First lines: ‘My mother died praying on her knees. Her rosary beads were still in her hands when we found her.‘
Rip Tide, by Kat Falls (314 pages) – Ty’s father runs a subsea farm, and his family must deal with the threat posed by sharks, killer whales, and squids. Giant squids! Maybe! Anyway a subsea farm sounds pretty cool to me. I don’t know why exactly. Ty discovers an entire township, dead, tied to a sunken submarine at the bottom of a trash vortex. His parents are kidnapped and Ty worries they might share a similar fate. This is the sequel to Dark Life, set in a post-apocalyptic world with futuristic undersea cowboys to which Disney has picked up the film rights.
First line: ‘Easing back on the throttle, I slowed the submarine’s speed.‘
Where the Truth Lies, by Jessica Warman (308 pages) – Emily goes to school at an exclusive Connecticut academy for rich kids. Her father is the headmaster there; she has friends (who are rich), and her life is just wonderful. But she also has nightmares that may stem from something that happened to her when she was a kid. When the super-hot rebel Del Sugar arrives at school she is swept away. But! He is expelled! And Emily begins to question what she knows and doesn’t know, and soon nothing seems to be really what it seems to not be, sometimes. With a “bittersweet ending” which I just read and can confirm.
First line: ‘I have insomnia.‘
Across the Great Barrier, Patricia C. Wrede (339 pages) – This is book two of ‘Frontier Magic’ (the first is The Thirteenth Child), in which the wild west of the 1800s meets a world where magic is the norm. Catalogue helpfully says, ‘Eff is an unlucky 13th child. And yet, Eff is the one who had saved the day for the settlements west of the Great Barrier. Her unique ways of doing magic and seeing the world, and her fascination with the magical creatures and land in the Great Plains, push Eff to work toward joining an expedition heading west. But things are changing on the frontier.’
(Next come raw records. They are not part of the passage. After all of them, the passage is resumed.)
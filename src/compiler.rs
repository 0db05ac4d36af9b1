// compiler.rs - Colon compiler: defining words and control flow

use crate::assembler::branch_offset;
use crate::dict::WORD_MAX;
use crate::memory::{Cell, Fault};
use crate::opcode::{Op, Token};
use crate::outer::{parse_number, scan_until, scan_word, InterpretError};
use crate::task::Task;
use crate::vm::{Exit, Vm};

#[derive(Debug)]
pub enum CompileError {
    Unknown(String),
    /// A branch target does not fit the 8-bit offset encoding.
    BranchOutOfRange,
    ControlMismatch(&'static str),
    DictionaryFull,
    MissingName,
    Fault(Fault),
}

impl std::fmt::Display for CompileError {
    fn fmt(&self, f: &mut std::fmt::Formatter) -> std::fmt::Result {
        match self {
            CompileError::Unknown(word) => write!(f, "unknown word: {}", word),
            CompileError::BranchOutOfRange => write!(f, "branch offset out of range"),
            CompileError::ControlMismatch(word) => {
                write!(f, "unbalanced control structure: {}", word)
            }
            CompileError::DictionaryFull => write!(f, "dictionary full"),
            CompileError::MissingName => write!(f, "missing name"),
            CompileError::Fault(fault) => write!(f, "{}", fault),
        }
    }
}

impl std::error::Error for CompileError {}

/// Open control structure awaiting its closing word. Patches hold the
/// address of an offset byte still to be resolved.
#[derive(Debug, Clone, Copy)]
pub(crate) enum Frame {
    If { patch: u16 },
    Else { patch: u16 },
    Begin { head: u16 },
    While { head: u16, patch: u16 },
    Do { head: u16, patch: u16 },
}

/// Compile state carried by the VM between interpret steps.
#[derive(Default)]
pub(crate) struct Compile {
    /// Dynamic index of the open colon definition.
    pub(crate) target: Option<usize>,
    /// Start of an interactive control structure compiled for one run.
    pub(crate) anonymous: Option<u16>,
    pub(crate) frames: Vec<Frame>,
}

impl Compile {
    pub(crate) fn is_open(&self) -> bool {
        self.target.is_some() || self.anonymous.is_some()
    }
}

impl Vm {
    pub fn is_compiling(&self) -> bool {
        self.compile.is_open()
    }

    /// Drop any open definition or control structure, e.g. after an error.
    /// An abandoned anonymous structure gives its arena bytes back.
    pub fn abort_compile(&mut self) {
        self.compile.frames.clear();
        self.compile.target = None;
        if let Some(start) = self.compile.anonymous.take() {
            self.memory.set_here(start);
        }
    }

    pub(crate) fn begin_anonymous(&mut self) {
        self.compile.anonymous = Some(self.memory.here());
    }

    /// Once an interactive control structure closes, seal it with a halt,
    /// run it, and give the arena bytes back.
    pub(crate) fn finish_anonymous(&mut self, task: &mut Task) -> Result<(), InterpretError> {
        if self.compile.anonymous.is_none()
            || self.compile.target.is_some()
            || !self.compile.frames.is_empty()
        {
            return Ok(());
        }
        let start = self.compile.anonymous.take().unwrap();
        self.emit_op(Op::Halt).map_err(InterpretError::Compile)?;
        let exit = self.execute_code(start, task);
        // A yielded task is still inside these bytes; leave them in place.
        if exit != Exit::Yield {
            self.memory.set_here(start);
        }
        match exit {
            Exit::Halt | Exit::Yield => Ok(()),
            other => Err(InterpretError::Trap(other)),
        }
    }

    /// Interpret-mode words owned by the compiler layer. Returns true when
    /// the word was one of them.
    pub(crate) fn defining_word(
        &mut self,
        task: &mut Task,
        word: &str,
    ) -> Result<bool, CompileError> {
        match word {
            ":" => {
                let name = self.scan_name(task)?;
                let index = self.define(&name)?;
                self.compile.target = Some(index);
            }
            "variable" => {
                let name = self.scan_name(task)?;
                self.define(&name)?;
                let slot = self.emit_data_head()?;
                let storage = self.memory.here();
                self.emit_cell(0)?;
                self.memory
                    .set_cell(slot, storage as Cell)
                    .map_err(CompileError::Fault)?;
            }
            "constant" => {
                let name = self.scan_name(task)?;
                let value = task.pop().map_err(CompileError::Fault)?;
                self.define(&name)?;
                self.emit_op(Op::Const)?;
                self.emit_cell(value)?;
                self.emit_op(Op::Exit)?;
            }
            "create" => {
                let name = self.scan_name(task)?;
                self.define(&name)?;
                let slot = self.emit_data_head()?;
                let data = self.memory.here();
                self.memory
                    .set_cell(slot, data as Cell)
                    .map_err(CompileError::Fault)?;
            }
            "forget" => {
                let name = self.scan_name(task)?;
                if !self.forget(&name) {
                    return Err(CompileError::Unknown(name));
                }
            }
            "'" => {
                let name = self.scan_name(task)?;
                let token = self.lookup(&name);
                if token < 0 {
                    return Err(CompileError::Unknown(name));
                }
                task.push(token).map_err(CompileError::Fault)?;
            }
            ".\"" => {
                let text = scan_until(task, b'"');
                task.ios.borrow_mut().print(&text);
            }
            ";" => return Err(CompileError::ControlMismatch(";")),
            _ => return Ok(false),
        }
        Ok(true)
    }

    /// Compile one word into the open definition.
    pub(crate) fn compile_word(&mut self, task: &mut Task, word: &str) -> Result<(), CompileError> {
        match word {
            ";" => {
                if !self.compile.frames.is_empty() {
                    return Err(CompileError::ControlMismatch(";"));
                }
                if self.compile.target.take().is_none() {
                    return Err(CompileError::ControlMismatch(";"));
                }
                self.emit_op(Op::Exit)?;
            }
            "if" => {
                let patch = self.emit_fwd(Op::ZeroBranch)?;
                self.compile.frames.push(Frame::If { patch });
            }
            "else" => match self.compile.frames.pop() {
                Some(Frame::If { patch }) => {
                    let out = self.emit_fwd(Op::Branch)?;
                    self.patch_branch(patch)?;
                    self.compile.frames.push(Frame::Else { patch: out });
                }
                _ => return Err(CompileError::ControlMismatch("else")),
            },
            "then" => match self.compile.frames.pop() {
                Some(Frame::If { patch }) | Some(Frame::Else { patch }) => {
                    self.patch_branch(patch)?;
                }
                _ => return Err(CompileError::ControlMismatch("then")),
            },
            "begin" => {
                let head = self.memory.here();
                self.compile.frames.push(Frame::Begin { head });
            }
            "until" => match self.compile.frames.pop() {
                Some(Frame::Begin { head }) => self.emit_branch_to(Op::ZeroBranch, head)?,
                _ => return Err(CompileError::ControlMismatch("until")),
            },
            "again" => match self.compile.frames.pop() {
                Some(Frame::Begin { head }) => self.emit_branch_to(Op::Branch, head)?,
                _ => return Err(CompileError::ControlMismatch("again")),
            },
            "while" => match self.compile.frames.pop() {
                Some(Frame::Begin { head }) => {
                    let patch = self.emit_fwd(Op::ZeroBranch)?;
                    self.compile.frames.push(Frame::While { head, patch });
                }
                _ => return Err(CompileError::ControlMismatch("while")),
            },
            "repeat" => match self.compile.frames.pop() {
                Some(Frame::While { head, patch }) => {
                    self.emit_branch_to(Op::Branch, head)?;
                    self.patch_branch(patch)?;
                }
                _ => return Err(CompileError::ControlMismatch("repeat")),
            },
            "do" => {
                let patch = self.emit_fwd(Op::Do)?;
                let head = self.memory.here();
                self.compile.frames.push(Frame::Do { head, patch });
            }
            "loop" => match self.compile.frames.pop() {
                Some(Frame::Do { head, patch }) => {
                    self.emit_branch_to(Op::Loop, head)?;
                    self.patch_branch(patch)?;
                }
                _ => return Err(CompileError::ControlMismatch("loop")),
            },
            "+loop" => match self.compile.frames.pop() {
                Some(Frame::Do { head, patch }) => {
                    self.emit_branch_to(Op::PlusLoop, head)?;
                    self.patch_branch(patch)?;
                }
                _ => return Err(CompileError::ControlMismatch("+loop")),
            },
            "recurse" => {
                let target = self
                    .compile
                    .target
                    .ok_or(CompileError::ControlMismatch("recurse"))?;
                self.emit_token(Token::Word(target as u8))?;
            }
            ".\"" => {
                let text = scan_until(task, b'"');
                self.emit_op(Op::DotQuote)?;
                self.emit_string(&text)?;
            }
            "s\"" => {
                let text = scan_until(task, b'"');
                self.emit_op(Op::Slit)?;
                let at = self.memory.here();
                self.emit_byte(0)?;
                self.emit_string(&text)?;
                let offset =
                    branch_offset(at, self.memory.here()).ok_or(CompileError::BranchOutOfRange)?;
                self.memory
                    .set_byte(at, offset as u8)
                    .map_err(CompileError::Fault)?;
            }
            "'" => {
                let name = self.scan_name(task)?;
                let token = self.lookup(&name);
                if token < 0 {
                    return Err(CompileError::Unknown(name));
                }
                self.emit_literal(token)?;
            }
            _ => {
                if let Some(token) = self.dict.lookup(word, &self.memory) {
                    self.emit_token(token)?;
                } else if let Some(x) = parse_number(word, task.base) {
                    self.emit_literal(x)?;
                } else {
                    return Err(CompileError::Unknown(word.to_string()));
                }
            }
        }
        Ok(())
    }

    fn scan_name(&mut self, task: &mut Task) -> Result<String, CompileError> {
        scan_word(task)
            .map(|(word, _)| word)
            .ok_or(CompileError::MissingName)
    }

    fn define(&mut self, name: &str) -> Result<usize, CompileError> {
        if self.dict.word_count() >= WORD_MAX {
            return Err(CompileError::DictionaryFull);
        }
        self.dict
            .define(name, &mut self.memory)
            .map(|index| index as usize)
            .map_err(CompileError::Fault)
    }

    /// The [(var) slot exit] head shared by variable and create. Returns
    /// the address of the inline cell to point at the data field.
    fn emit_data_head(&mut self) -> Result<u16, CompileError> {
        self.emit_op(Op::Var)?;
        let slot = self.memory.here();
        self.emit_cell(0)?;
        self.emit_op(Op::Exit)?;
        Ok(slot)
    }

    fn emit_byte(&mut self, b: u8) -> Result<(), CompileError> {
        self.memory.c_comma(b).map_err(CompileError::Fault)
    }

    fn emit_op(&mut self, op: Op) -> Result<(), CompileError> {
        self.emit_byte(op.code())
    }

    fn emit_cell(&mut self, x: Cell) -> Result<(), CompileError> {
        self.memory.comma(x).map_err(CompileError::Fault)
    }

    fn emit_token(&mut self, token: Token) -> Result<(), CompileError> {
        let (first, second) = token.encode();
        self.emit_byte(first)?;
        if let Some(b) = second {
            self.emit_byte(b)?;
        }
        Ok(())
    }

    fn emit_literal(&mut self, x: Cell) -> Result<(), CompileError> {
        if let Ok(b) = i8::try_from(x) {
            self.emit_op(Op::Clit)?;
            self.emit_byte(b as u8)
        } else {
            self.emit_op(Op::Lit)?;
            self.emit_cell(x)
        }
    }

    fn emit_string(&mut self, text: &str) -> Result<(), CompileError> {
        for b in text.bytes() {
            self.emit_byte(b)?;
        }
        self.emit_byte(0)
    }

    /// Branch with a placeholder offset; returns the offset byte address.
    fn emit_fwd(&mut self, op: Op) -> Result<u16, CompileError> {
        self.emit_op(op)?;
        let at = self.memory.here();
        self.emit_byte(0)?;
        Ok(at)
    }

    /// Resolve a forward branch to the current compile point.
    fn patch_branch(&mut self, at: u16) -> Result<(), CompileError> {
        let offset =
            branch_offset(at, self.memory.here()).ok_or(CompileError::BranchOutOfRange)?;
        self.memory
            .set_byte(at, offset as u8)
            .map_err(CompileError::Fault)
    }

    fn emit_branch_to(&mut self, op: Op, target: u16) -> Result<(), CompileError> {
        self.emit_op(op)?;
        let at = self.memory.here();
        let offset = branch_offset(at, target).ok_or(CompileError::BranchOutOfRange)?;
        self.emit_byte(offset as u8)
    }
}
First line: ‘Being a heroine is nowhere near the fun folks make it out to be.‘
Could ghosts be the new vampires? Here at the teen blog we’ve recently noticed a whole bunch of interesting ghost stories are being published, some of them with Victorian, 19th-century sensibilities. Could this be the new black? we wonder. We will keep an eye out for more.
The Scorpio Races, Maggie Stiefvater (409 pages) – The Scorpio Races happen each year in November, where riders race waterhorses (presumably underwater). They’re a dangerous sport, and some riders don’t survive. Sean Kendrick has, he’s the current champion, back to defend his title. Then there’s Puck, who is going to be the first female rider ever, not fully aware of what she’s got herself in for. We’re thinking everyone’s going to get more than they bargained for.
First sentence: It is the first day of November and so, today, someone will die.
Human.4, Mike A. Lancaster (231 pages) – When Kyle volunteers to be hypnotised at a talent show, he doesn’t expect the world to be completely changed when he wakes up. Now everyone behaves like he doesn’t exist, and TVs and computers just display a weird language. So, is this a new real world, or is Kyle still lost in a nightmare?
First sentence (Kyle Straker’s First Tape): … Is this thing on?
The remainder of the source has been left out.